## What you will do
Every line containing the word "FnHandler" must be pulled from the records.

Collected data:
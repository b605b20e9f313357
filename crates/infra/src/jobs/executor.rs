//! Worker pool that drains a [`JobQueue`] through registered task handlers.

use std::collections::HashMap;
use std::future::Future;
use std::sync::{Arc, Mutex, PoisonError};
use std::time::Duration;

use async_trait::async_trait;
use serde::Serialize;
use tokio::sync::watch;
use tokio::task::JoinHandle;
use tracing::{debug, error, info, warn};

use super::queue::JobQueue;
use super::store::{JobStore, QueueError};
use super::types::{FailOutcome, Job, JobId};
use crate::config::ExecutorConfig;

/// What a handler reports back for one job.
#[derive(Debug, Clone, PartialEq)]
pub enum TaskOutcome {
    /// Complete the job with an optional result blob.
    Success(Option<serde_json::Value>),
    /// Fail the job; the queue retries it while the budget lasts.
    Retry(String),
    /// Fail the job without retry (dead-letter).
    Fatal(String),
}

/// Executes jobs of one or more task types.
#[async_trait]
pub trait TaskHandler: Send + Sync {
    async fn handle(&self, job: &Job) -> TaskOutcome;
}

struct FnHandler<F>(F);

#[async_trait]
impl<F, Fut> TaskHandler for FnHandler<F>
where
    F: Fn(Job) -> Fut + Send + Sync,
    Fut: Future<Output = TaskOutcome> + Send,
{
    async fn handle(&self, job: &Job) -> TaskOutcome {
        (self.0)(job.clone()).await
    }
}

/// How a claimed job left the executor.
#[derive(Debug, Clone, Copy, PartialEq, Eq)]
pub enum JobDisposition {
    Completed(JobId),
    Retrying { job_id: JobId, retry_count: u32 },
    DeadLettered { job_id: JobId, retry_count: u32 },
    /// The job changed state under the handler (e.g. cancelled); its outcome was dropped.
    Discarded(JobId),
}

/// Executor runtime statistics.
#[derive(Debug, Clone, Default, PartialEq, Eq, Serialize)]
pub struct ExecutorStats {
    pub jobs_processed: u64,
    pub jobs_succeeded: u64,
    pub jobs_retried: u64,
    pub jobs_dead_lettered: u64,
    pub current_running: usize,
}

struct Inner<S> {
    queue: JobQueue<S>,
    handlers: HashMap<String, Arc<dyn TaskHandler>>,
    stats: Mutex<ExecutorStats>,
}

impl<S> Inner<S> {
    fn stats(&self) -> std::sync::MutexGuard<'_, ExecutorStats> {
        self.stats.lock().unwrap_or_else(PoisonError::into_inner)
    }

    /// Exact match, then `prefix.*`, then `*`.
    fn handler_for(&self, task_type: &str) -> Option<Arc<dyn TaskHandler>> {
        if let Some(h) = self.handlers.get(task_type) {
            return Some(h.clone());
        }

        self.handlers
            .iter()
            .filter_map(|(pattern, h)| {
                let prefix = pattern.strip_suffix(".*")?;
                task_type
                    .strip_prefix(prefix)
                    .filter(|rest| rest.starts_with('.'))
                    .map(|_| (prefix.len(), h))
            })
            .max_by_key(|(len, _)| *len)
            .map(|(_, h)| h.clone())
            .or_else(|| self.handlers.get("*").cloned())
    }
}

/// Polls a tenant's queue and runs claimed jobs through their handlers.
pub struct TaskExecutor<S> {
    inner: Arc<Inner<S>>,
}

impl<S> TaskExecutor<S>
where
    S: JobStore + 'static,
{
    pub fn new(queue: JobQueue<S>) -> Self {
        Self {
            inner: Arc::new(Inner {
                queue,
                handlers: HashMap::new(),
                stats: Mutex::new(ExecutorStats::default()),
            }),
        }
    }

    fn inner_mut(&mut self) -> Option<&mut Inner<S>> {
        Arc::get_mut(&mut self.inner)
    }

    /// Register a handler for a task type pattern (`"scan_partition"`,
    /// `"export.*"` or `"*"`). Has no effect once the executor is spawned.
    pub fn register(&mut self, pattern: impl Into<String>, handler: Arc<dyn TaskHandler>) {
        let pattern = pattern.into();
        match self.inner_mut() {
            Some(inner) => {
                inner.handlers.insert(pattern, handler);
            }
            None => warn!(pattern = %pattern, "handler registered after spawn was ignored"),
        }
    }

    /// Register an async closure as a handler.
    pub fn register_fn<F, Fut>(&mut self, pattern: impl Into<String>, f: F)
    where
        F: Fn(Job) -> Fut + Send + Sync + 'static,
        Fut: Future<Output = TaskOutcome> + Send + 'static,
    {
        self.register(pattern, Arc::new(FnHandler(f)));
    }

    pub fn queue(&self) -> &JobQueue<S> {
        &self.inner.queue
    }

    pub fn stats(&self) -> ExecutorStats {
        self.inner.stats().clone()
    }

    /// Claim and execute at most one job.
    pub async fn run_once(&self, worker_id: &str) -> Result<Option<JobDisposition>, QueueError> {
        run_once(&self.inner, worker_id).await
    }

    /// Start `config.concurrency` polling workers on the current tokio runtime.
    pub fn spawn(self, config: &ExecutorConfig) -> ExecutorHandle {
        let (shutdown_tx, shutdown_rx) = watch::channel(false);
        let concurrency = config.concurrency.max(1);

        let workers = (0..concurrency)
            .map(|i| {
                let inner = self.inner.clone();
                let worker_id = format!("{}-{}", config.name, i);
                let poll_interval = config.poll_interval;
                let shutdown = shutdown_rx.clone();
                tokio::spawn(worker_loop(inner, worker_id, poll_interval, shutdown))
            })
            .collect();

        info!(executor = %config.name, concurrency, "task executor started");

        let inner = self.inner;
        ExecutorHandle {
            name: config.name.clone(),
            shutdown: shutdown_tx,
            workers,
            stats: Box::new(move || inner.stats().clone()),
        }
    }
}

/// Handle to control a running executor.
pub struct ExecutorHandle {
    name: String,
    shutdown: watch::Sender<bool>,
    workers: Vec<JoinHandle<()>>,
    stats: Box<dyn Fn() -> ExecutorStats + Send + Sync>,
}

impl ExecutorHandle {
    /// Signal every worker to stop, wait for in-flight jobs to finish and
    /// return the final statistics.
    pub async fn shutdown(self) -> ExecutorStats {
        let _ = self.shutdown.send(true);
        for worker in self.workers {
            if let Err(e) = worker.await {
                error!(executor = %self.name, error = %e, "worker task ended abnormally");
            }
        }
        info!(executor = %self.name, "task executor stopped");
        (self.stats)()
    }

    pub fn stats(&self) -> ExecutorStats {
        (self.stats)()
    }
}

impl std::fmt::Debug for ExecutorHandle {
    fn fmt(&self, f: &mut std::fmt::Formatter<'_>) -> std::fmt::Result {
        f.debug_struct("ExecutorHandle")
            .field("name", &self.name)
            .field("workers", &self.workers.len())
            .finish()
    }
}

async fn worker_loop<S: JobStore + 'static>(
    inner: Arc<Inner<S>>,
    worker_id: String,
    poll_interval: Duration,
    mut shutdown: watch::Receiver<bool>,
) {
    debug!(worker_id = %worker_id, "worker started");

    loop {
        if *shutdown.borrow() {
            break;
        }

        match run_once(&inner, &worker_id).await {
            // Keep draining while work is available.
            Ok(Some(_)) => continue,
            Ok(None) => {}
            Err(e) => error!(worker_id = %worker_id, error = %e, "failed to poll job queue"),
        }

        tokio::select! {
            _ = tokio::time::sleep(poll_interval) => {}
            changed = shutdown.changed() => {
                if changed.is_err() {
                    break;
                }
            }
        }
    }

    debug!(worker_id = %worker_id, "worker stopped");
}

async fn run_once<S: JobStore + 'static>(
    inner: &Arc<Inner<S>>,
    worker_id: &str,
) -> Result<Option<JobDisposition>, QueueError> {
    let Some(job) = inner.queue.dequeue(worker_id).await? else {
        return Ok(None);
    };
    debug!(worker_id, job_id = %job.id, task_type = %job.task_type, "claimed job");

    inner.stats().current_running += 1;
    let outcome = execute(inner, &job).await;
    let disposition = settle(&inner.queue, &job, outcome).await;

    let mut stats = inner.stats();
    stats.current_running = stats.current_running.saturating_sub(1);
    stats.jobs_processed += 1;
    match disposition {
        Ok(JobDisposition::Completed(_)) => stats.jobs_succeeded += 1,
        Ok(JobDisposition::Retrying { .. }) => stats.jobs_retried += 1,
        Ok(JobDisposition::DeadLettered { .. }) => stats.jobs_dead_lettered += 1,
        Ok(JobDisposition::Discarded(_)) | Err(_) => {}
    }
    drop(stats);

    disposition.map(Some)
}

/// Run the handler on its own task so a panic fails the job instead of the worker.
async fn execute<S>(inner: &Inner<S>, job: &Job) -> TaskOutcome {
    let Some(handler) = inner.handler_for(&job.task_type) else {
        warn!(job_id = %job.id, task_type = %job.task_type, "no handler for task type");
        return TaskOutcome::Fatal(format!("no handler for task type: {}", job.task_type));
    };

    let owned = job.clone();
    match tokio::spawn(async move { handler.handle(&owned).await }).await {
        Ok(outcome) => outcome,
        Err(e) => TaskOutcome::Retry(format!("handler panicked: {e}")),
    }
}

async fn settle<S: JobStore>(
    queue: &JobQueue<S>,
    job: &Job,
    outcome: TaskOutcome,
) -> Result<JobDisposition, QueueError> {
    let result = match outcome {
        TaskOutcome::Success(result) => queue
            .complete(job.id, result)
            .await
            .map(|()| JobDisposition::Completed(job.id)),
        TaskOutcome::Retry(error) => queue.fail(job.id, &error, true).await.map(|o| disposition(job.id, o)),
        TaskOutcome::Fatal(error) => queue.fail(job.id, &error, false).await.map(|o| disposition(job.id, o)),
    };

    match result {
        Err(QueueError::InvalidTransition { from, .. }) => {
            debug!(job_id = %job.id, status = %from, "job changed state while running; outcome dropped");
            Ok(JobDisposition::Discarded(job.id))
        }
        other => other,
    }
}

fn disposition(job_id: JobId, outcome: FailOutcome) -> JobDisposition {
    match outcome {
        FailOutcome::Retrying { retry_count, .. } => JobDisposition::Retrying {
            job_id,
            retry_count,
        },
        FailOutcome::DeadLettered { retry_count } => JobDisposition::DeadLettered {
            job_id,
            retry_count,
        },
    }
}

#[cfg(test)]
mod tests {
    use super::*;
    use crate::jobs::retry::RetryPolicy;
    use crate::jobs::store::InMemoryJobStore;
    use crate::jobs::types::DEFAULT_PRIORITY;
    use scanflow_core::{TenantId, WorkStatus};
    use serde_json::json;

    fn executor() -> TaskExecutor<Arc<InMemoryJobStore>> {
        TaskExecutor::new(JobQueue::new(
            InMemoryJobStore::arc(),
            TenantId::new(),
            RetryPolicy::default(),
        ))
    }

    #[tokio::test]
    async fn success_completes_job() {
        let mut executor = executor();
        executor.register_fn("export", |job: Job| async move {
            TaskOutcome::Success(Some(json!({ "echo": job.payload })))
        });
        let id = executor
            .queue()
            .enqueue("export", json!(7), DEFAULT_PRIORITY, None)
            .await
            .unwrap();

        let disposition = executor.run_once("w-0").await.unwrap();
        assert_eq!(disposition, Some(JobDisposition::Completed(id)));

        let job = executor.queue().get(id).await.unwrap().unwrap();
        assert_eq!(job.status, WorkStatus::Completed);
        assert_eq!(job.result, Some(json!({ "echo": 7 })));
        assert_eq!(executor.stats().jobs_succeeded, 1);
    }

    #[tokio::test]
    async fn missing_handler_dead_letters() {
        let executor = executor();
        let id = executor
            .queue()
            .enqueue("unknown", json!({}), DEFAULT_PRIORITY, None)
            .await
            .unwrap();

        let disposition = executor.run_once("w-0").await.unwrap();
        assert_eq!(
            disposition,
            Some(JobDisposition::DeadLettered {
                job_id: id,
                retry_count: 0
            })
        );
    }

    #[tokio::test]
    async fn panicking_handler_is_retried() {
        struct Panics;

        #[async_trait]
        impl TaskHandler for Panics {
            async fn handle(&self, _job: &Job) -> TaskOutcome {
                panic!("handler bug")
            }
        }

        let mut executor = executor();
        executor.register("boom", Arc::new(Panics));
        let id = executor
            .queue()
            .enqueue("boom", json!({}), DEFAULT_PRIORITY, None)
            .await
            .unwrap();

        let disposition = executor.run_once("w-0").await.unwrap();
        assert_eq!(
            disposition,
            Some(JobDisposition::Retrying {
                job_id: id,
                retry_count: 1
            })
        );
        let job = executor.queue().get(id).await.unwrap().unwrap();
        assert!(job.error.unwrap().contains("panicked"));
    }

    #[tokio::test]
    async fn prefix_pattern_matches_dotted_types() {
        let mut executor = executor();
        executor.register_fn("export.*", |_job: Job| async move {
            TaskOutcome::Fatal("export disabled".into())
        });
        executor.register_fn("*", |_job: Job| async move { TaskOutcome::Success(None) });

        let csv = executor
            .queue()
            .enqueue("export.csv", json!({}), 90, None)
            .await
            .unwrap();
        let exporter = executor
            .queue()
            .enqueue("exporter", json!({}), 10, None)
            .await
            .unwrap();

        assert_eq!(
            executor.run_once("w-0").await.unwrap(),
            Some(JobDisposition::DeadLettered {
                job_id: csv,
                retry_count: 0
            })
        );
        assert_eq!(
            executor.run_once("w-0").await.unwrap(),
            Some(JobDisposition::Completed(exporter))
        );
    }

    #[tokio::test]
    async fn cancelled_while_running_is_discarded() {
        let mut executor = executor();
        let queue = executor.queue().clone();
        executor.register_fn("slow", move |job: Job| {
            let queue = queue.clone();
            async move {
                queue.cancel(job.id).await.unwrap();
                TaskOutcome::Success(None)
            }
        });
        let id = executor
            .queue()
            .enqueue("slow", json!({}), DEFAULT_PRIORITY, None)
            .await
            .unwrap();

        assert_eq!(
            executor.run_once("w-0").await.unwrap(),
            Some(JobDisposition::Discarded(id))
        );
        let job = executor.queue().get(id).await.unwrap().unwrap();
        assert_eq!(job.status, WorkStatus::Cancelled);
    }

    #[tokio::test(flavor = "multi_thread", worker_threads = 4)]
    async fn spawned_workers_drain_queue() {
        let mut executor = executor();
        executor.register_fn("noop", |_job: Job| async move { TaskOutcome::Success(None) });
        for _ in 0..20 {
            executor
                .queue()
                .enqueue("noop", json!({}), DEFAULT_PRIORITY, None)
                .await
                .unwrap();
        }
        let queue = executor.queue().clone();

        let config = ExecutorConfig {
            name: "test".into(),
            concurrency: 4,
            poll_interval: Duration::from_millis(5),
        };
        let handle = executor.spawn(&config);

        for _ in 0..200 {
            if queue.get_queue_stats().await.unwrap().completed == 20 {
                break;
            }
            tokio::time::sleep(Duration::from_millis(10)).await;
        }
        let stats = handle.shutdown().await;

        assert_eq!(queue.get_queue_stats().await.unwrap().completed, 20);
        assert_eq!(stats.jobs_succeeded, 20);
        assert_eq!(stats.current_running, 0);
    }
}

---

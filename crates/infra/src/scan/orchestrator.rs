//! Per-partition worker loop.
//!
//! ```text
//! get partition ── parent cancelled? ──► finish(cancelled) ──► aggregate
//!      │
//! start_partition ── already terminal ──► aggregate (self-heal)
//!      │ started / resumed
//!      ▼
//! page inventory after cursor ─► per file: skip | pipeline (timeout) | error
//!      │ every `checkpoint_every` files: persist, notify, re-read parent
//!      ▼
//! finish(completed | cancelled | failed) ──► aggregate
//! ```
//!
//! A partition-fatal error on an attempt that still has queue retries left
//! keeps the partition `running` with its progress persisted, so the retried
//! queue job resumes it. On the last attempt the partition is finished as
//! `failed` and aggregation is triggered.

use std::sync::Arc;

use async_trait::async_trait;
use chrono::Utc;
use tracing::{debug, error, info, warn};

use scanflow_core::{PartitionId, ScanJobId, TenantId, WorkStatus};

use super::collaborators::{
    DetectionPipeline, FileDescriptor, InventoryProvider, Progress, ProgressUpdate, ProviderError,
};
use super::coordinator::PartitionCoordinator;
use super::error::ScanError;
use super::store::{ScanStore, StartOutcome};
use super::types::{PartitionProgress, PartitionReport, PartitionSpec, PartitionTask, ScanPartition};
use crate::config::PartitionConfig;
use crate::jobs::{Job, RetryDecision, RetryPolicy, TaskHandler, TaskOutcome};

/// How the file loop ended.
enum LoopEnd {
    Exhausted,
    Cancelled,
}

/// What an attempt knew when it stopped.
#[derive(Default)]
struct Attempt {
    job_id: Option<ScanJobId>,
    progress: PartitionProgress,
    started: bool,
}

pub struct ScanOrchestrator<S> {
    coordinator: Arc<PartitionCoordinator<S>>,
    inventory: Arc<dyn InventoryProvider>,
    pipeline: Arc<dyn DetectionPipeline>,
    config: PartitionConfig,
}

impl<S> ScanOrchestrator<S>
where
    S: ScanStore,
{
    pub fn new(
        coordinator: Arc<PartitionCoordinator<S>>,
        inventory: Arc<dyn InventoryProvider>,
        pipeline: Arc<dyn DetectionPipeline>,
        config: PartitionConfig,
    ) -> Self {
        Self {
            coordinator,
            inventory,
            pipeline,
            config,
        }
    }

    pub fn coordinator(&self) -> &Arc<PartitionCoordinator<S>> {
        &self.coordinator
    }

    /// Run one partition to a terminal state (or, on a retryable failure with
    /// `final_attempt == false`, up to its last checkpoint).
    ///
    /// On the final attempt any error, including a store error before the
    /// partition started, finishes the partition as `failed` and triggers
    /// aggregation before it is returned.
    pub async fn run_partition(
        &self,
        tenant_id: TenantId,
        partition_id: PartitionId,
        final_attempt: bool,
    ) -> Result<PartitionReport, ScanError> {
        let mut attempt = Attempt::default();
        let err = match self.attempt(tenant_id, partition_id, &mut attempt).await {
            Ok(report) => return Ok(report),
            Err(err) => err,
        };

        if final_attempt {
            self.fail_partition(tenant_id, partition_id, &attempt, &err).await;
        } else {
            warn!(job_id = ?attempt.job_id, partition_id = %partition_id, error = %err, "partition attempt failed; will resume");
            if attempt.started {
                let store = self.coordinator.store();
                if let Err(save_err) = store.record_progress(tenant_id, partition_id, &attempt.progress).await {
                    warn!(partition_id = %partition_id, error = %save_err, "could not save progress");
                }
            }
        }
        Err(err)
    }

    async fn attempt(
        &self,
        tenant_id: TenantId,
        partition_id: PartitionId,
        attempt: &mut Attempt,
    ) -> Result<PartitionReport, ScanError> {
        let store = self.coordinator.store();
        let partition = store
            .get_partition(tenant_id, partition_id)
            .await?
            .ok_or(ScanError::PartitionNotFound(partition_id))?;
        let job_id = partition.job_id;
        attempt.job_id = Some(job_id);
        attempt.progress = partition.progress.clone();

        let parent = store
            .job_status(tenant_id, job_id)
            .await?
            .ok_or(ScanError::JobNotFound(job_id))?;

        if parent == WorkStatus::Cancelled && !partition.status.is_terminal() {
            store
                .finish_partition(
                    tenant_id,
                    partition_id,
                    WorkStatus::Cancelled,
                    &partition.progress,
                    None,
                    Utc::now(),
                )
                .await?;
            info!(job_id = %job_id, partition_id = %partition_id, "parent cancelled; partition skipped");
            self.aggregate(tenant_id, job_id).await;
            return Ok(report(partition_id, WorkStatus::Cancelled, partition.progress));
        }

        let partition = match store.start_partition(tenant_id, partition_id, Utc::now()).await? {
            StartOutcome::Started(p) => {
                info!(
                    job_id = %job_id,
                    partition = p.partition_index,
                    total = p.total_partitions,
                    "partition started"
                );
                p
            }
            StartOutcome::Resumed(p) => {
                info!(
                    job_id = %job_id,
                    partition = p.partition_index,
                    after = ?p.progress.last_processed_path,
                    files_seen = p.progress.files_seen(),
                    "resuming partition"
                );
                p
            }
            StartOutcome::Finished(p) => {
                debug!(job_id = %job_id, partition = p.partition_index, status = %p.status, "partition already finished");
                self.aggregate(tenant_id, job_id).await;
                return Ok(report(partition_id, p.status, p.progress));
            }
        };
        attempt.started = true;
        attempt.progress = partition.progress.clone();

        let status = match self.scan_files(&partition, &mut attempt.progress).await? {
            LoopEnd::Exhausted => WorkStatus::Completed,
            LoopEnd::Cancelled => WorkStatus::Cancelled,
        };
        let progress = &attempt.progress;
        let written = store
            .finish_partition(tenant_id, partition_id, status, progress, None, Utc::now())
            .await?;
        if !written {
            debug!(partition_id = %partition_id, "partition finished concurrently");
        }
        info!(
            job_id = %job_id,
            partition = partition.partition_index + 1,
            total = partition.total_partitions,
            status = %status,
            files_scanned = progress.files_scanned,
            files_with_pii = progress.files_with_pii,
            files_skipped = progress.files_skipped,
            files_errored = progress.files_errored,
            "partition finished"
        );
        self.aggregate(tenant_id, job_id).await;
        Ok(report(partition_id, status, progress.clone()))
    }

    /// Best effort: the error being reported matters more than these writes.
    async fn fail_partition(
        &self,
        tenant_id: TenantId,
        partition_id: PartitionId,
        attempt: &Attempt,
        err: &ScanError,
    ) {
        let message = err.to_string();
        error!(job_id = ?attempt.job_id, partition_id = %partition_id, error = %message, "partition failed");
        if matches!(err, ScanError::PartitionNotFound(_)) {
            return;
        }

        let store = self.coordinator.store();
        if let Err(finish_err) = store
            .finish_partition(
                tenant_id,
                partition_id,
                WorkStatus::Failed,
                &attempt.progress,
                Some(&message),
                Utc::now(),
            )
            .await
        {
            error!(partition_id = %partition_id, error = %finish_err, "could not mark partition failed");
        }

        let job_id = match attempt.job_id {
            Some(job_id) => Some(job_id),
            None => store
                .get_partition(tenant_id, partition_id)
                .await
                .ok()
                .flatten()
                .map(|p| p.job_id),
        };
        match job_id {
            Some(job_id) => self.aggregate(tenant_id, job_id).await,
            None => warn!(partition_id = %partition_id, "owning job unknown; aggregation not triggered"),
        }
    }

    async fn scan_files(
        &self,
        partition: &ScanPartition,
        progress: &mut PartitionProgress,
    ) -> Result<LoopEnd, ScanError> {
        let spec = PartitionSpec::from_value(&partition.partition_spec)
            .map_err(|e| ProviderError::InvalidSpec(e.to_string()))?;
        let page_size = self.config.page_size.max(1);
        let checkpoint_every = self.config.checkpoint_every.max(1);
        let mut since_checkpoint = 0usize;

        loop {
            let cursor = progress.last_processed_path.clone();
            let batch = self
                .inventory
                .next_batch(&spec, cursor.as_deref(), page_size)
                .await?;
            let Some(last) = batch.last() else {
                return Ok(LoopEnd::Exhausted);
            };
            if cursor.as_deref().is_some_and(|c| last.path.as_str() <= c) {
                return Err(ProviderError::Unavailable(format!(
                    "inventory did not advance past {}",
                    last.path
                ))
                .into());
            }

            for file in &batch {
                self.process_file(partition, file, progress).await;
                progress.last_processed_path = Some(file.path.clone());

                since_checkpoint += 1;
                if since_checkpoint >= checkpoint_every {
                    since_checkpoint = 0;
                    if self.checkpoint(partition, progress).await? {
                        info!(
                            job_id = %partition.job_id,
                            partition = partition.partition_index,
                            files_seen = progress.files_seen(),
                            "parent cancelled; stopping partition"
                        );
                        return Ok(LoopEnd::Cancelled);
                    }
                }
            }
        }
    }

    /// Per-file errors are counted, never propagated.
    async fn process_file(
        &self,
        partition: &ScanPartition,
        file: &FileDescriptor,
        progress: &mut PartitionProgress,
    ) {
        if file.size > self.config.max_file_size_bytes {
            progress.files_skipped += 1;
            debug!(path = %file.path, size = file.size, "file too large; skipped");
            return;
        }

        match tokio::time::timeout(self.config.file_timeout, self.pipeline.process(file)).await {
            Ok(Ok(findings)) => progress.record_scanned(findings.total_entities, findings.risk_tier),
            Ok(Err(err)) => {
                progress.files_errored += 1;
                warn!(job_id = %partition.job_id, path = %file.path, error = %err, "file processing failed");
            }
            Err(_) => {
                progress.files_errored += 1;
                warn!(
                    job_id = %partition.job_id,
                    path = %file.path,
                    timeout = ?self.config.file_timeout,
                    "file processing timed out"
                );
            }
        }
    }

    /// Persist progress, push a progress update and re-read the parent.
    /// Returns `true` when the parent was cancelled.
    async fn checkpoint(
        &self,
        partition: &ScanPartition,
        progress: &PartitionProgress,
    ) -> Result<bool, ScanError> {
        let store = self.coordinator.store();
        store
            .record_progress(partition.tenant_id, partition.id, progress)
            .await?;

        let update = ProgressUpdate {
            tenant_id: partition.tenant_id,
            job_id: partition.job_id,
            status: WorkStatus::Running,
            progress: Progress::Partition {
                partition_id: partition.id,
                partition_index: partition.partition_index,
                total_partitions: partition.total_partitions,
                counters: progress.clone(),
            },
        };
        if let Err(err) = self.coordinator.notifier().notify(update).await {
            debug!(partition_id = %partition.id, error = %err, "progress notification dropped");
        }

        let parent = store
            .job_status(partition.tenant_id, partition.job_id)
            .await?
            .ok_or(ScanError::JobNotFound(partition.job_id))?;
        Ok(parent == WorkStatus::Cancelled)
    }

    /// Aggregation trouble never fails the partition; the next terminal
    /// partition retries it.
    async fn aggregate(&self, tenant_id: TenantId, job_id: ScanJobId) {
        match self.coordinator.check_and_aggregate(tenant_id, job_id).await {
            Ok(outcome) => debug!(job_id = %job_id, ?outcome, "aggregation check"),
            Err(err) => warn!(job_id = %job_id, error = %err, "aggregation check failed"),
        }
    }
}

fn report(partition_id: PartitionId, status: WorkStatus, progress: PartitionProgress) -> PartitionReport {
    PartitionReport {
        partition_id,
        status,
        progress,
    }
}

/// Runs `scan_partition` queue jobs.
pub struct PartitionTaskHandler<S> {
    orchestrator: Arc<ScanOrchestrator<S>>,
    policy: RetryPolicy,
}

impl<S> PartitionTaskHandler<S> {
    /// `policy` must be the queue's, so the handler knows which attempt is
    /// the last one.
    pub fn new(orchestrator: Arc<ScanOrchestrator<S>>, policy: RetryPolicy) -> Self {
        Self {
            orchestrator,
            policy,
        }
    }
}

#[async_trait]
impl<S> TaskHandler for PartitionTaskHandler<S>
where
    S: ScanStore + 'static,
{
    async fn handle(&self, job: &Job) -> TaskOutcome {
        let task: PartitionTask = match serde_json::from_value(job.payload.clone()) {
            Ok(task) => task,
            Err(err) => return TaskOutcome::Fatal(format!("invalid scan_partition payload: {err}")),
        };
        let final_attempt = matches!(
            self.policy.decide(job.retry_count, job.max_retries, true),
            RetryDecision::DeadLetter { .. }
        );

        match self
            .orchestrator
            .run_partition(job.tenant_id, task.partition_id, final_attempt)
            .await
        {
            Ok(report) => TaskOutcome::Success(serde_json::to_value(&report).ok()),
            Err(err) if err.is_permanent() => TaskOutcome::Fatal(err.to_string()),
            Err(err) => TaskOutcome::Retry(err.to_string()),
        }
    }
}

## Written solution
struct FnHandler<F>(F);
impl<F, Fut> TaskHandler for FnHandler<F>
        self.register(pattern, Arc::new(FnHandler(f)));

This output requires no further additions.